Regulation of gene expression, the decision of which proteins to make from an identical genome, is essential to specify cell types and tissues. How such regulation is executed on a gene-by-gene basis and what the decisive molecular and regulatory RNA structures are, is our major interest. The ribosome has recently emerged as an active regulator of gene expression. Not all ribosomes are identical in composition, and they do not translate all mRNAs equally: “Specialized” ribosomes preferentially translate certain transcripts to diversify gene expression. It is poorly understood how ribosome components i.e., proteins and ribosomal RNA (rRNA), mediate specificity. So far, there has been a focus on assigning roles in translation to ribosome-bound proteins. The regulatory capacity of rRNA has long remained unexplored. Ribosomes have dramatically increased in size across eukaryotic evolution, in part due to less conserved sequence “tentacle”-like insertions called rRNA expansion segments (ESs) that “expand” rRNA on the outer ribosome shell. Given this diversity of rRNA ESs, they have been overlooked for decades as tolerated mutations at non-essential domains, with largely unknown functions. rRNA ESs neither contribute to nor interfere with rRNA’s essential role in peptide-bond formation, so why do they exist? And what do they do? My postdoc work revealed a new layer of gene regulation by rRNA itself, by which exposed rRNA expansion segments directly bind to selective transcripts to control mRNA-specific translation.
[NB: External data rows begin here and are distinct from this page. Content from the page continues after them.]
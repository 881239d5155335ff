use std::sync::{PoisonError, RwLock};

use dashmap::DashMap;
use tracing::{info, warn};

use crate::error::AppError;
use crate::models::job::{Job, JobStatus, NewJob};

/// In-memory job repository.
///
/// Every status change holds the entry's write guard for the whole
/// read-check-write sequence, so concurrent accepts of one job cannot both
/// succeed. Id allocation and insertion happen under the `next_id` write
/// lock and listing holds its read lock, so a listing never shows a job
/// without every job created before it.
#[derive(Debug)]
pub struct JobBoard {
    jobs: DashMap<i64, Job>,
    next_id: RwLock<i64>,
}

impl JobBoard {
    pub fn new() -> Self {
        Self::with_jobs(Vec::new())
    }

    /// Builds a board from existing jobs. New ids continue after the highest
    /// id present.
    pub fn with_jobs(jobs: Vec<Job>) -> Self {
        let next_id = jobs.iter().map(|job| job.id).max().unwrap_or(0) + 1;

        Self {
            jobs: jobs.into_iter().map(|job| (job.id, job)).collect(),
            next_id: RwLock::new(next_id),
        }
    }

    pub fn len(&self) -> usize {
        self.jobs.len()
    }

    pub fn is_empty(&self) -> bool {
        self.jobs.is_empty()
    }

    /// All jobs in creation order.
    pub fn list(&self) -> Vec<Job> {
        let _creating = self.next_id.read().unwrap_or_else(PoisonError::into_inner);

        let mut jobs: Vec<Job> = self
            .jobs
            .iter()
            .map(|entry| entry.value().clone())
            .collect();
        jobs.sort_by_key(|job| job.id);
        jobs
    }

    pub fn get(&self, job_id: i64) -> Option<Job> {
        self.jobs.get(&job_id).map(|entry| entry.value().clone())
    }

    pub fn create(&self, payload: NewJob) -> Job {
        let mut next_id = self.next_id.write().unwrap_or_else(PoisonError::into_inner);
        let id = *next_id;
        *next_id += 1;

        let job = Job {
            id,
            pickup_location: payload.pickup_location,
            dropoff_location: payload.dropoff_location,
            load_description: payload.load_description,
            status: JobStatus::Available,
            driver_id: None,
        };

        self.jobs.insert(id, job.clone());
        drop(next_id);

        info!(job_id = id, "job posted");
        job
    }

    pub fn accept(&self, job_id: i64, driver_id: Option<i64>) -> Result<Job, AppError> {
        let mut job = self
            .jobs
            .get_mut(&job_id)
            .ok_or(AppError::JobNotFound(job_id))?;

        if job.status != JobStatus::Available {
            warn!(job_id, status = ?job.status, "job is not open for acceptance");
            return Err(AppError::JobUnavailable(job_id));
        }

        job.status = JobStatus::Assigned;
        job.driver_id = driver_id;

        info!(job_id, driver_id = ?driver_id, "job accepted");
        Ok(job.clone())
    }

    /// Assigns regardless of the current status, including completed jobs.
    pub fn assign(&self, job_id: i64, driver_id: i64) -> Result<Job, AppError> {
        let mut job = self
            .jobs
            .get_mut(&job_id)
            .ok_or(AppError::JobNotFound(job_id))?;

        let previous = job.status;
        job.status = JobStatus::Assigned;
        job.driver_id = Some(driver_id);

        info!(job_id, driver_id, previous = ?previous, "driver assigned");
        Ok(job.clone())
    }

    /// Completes regardless of the current status. `driver_id` is kept.
    pub fn complete(&self, job_id: i64) -> Result<Job, AppError> {
        let mut job = self
            .jobs
            .get_mut(&job_id)
            .ok_or(AppError::JobNotFound(job_id))?;

        let previous = job.status;
        job.status = JobStatus::Completed;

        info!(job_id, previous = ?previous, "job completed");
        Ok(job.clone())
    }
}

impl Default for JobBoard {
    fn default() -> Self {
        Self::new()
    }
}

#[cfg(test)]
mod tests {
    use std::sync::Arc;
    use std::thread;

    use super::JobBoard;
    use crate::board::seed;
    use crate::error::AppError;
    use crate::models::job::{JobStatus, NewJob};

    fn new_job(load: &str) -> NewJob {
        NewJob {
            pickup_location: "Georgetown Yard".to_string(),
            dropoff_location: "Kent Valley".to_string(),
            load_description: load.to_string(),
        }
    }

    #[test]
    fn created_ids_continue_after_seed() {
        let board = JobBoard::with_jobs(seed::jobs());

        let first = board.create(new_job("Steel coils"));
        let second = board.create(new_job("Lumber"));

        assert_eq!(first.id, 3);
        assert_eq!(second.id, 4);
        assert_eq!(first.status, JobStatus::Available);
        assert!(first.driver_id.is_none());
    }

    #[test]
    fn empty_board_starts_at_one() {
        let board = JobBoard::new();
        assert_eq!(board.create(new_job("Produce")).id, 1);
    }

    #[test]
    fn list_returns_creation_order() {
        let board = JobBoard::new();
        for load in ["a", "b", "c", "d", "e"] {
            board.create(new_job(load));
        }

        let loads: Vec<String> = board
            .list()
            .into_iter()
            .map(|job| job.load_description)
            .collect();

        assert_eq!(loads, vec!["a", "b", "c", "d", "e"]);
    }

    #[test]
    fn second_accept_fails_and_keeps_first_driver() {
        let board = JobBoard::with_jobs(seed::jobs());

        let accepted = board.accept(1, Some(2)).unwrap();
        assert_eq!(accepted.status, JobStatus::Assigned);
        assert_eq!(accepted.driver_id, Some(2));

        let err = board.accept(1, Some(1)).unwrap_err();
        assert!(matches!(err, AppError::JobUnavailable(1)));
        assert_eq!(board.get(1).unwrap().driver_id, Some(2));
    }

    #[test]
    fn accept_without_driver_leaves_driver_empty() {
        let board = JobBoard::with_jobs(seed::jobs());

        let accepted = board.accept(2, None).unwrap();

        assert_eq!(accepted.status, JobStatus::Assigned);
        assert!(accepted.driver_id.is_none());
    }

    #[test]
    fn accept_unknown_job_changes_nothing() {
        let board = JobBoard::with_jobs(seed::jobs());
        let before = board.list();

        let err = board.accept(9999, Some(1)).unwrap_err();

        assert!(matches!(err, AppError::JobNotFound(9999)));
        assert_eq!(board.list(), before);
    }

    #[test]
    fn assign_overrides_completed_job() {
        let board = JobBoard::with_jobs(seed::jobs());
        board.complete(1).unwrap();

        let job = board.assign(1, 7).unwrap();

        assert_eq!(job.status, JobStatus::Assigned);
        assert_eq!(job.driver_id, Some(7));
    }

    #[test]
    fn complete_skips_assignment() {
        let board = JobBoard::with_jobs(seed::jobs());

        let job = board.complete(2).unwrap();

        assert_eq!(job.status, JobStatus::Completed);
        assert!(job.driver_id.is_none());
    }

    #[test]
    fn complete_keeps_assigned_driver() {
        let board = JobBoard::with_jobs(seed::jobs());
        board.accept(1, Some(2)).unwrap();

        assert_eq!(board.complete(1).unwrap().driver_id, Some(2));
    }

    #[test]
    fn concurrent_accepts_have_a_single_winner() {
        let board = Arc::new(JobBoard::with_jobs(seed::jobs()));

        let handles: Vec<_> = (0..16i64)
            .map(|driver_id| {
                let board = board.clone();
                thread::spawn(move || board.accept(1, Some(driver_id)).is_ok())
            })
            .collect();

        let winners = handles
            .into_iter()
            .map(|handle| handle.join().unwrap())
            .filter(|won| *won)
            .count();

        assert_eq!(winners, 1);
        assert_eq!(board.get(1).unwrap().status, JobStatus::Assigned);
    }

    #[test]
    fn listing_during_concurrent_creates_has_no_gaps() {
        let board = Arc::new(JobBoard::with_jobs(seed::jobs()));

        let writers: Vec<_> = (0..4)
            .map(|_| {
                let board = board.clone();
                thread::spawn(move || {
                    for _ in 0..50 {
                        board.create(new_job("Pallets"));
                    }
                })
            })
            .collect();

        let reader = {
            let board = board.clone();
            thread::spawn(move || {
                for _ in 0..200 {
                    let ids: Vec<i64> = board.list().iter().map(|job| job.id).collect();
                    let expected: Vec<i64> = (1..=ids.len() as i64).collect();
                    assert_eq!(ids, expected);
                }
            })
        };

        for writer in writers {
            writer.join().unwrap();
        }
        reader.join().unwrap();

        assert_eq!(board.len(), 202);
    }

    #[test]
    fn negative_ids_are_plain_lookups() {
        let board = JobBoard::with_jobs(seed::jobs());

        assert!(matches!(board.accept(-1, None), Err(AppError::JobNotFound(-1))));
        assert!(matches!(board.complete(-1), Err(AppError::JobNotFound(-1))));

        let job = board.assign(1, -3).unwrap();
        assert_eq!(job.driver_id, Some(-3));
    }
}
Our findings transform our view of one of life’s most ancient molecular machines into a dynamic regulator of gene expression. In this project, we will study the dynamic mRNA-rRNA complexes, particularly the interactions of regulatory RNA elements with the ribosome, by which selective mRNA translation by rRNA expansion segments occurs in cells. We will combine multidisciplinary expertise in intricate RNA biochemistry and genetic engineering in mouse and yeast cells with innovative RNA technology development. Structural analyses will expand our knowledge of the detailed structural and dynamic changes of mRNAs tethered to ribosomes during translation processes. This research will decipher how rRNA-directed specialized translation shapes gene expression by utilizing dynamic rRNA-mRNA complexes, which will lead us to understand the role of rRNA ESs inside cells.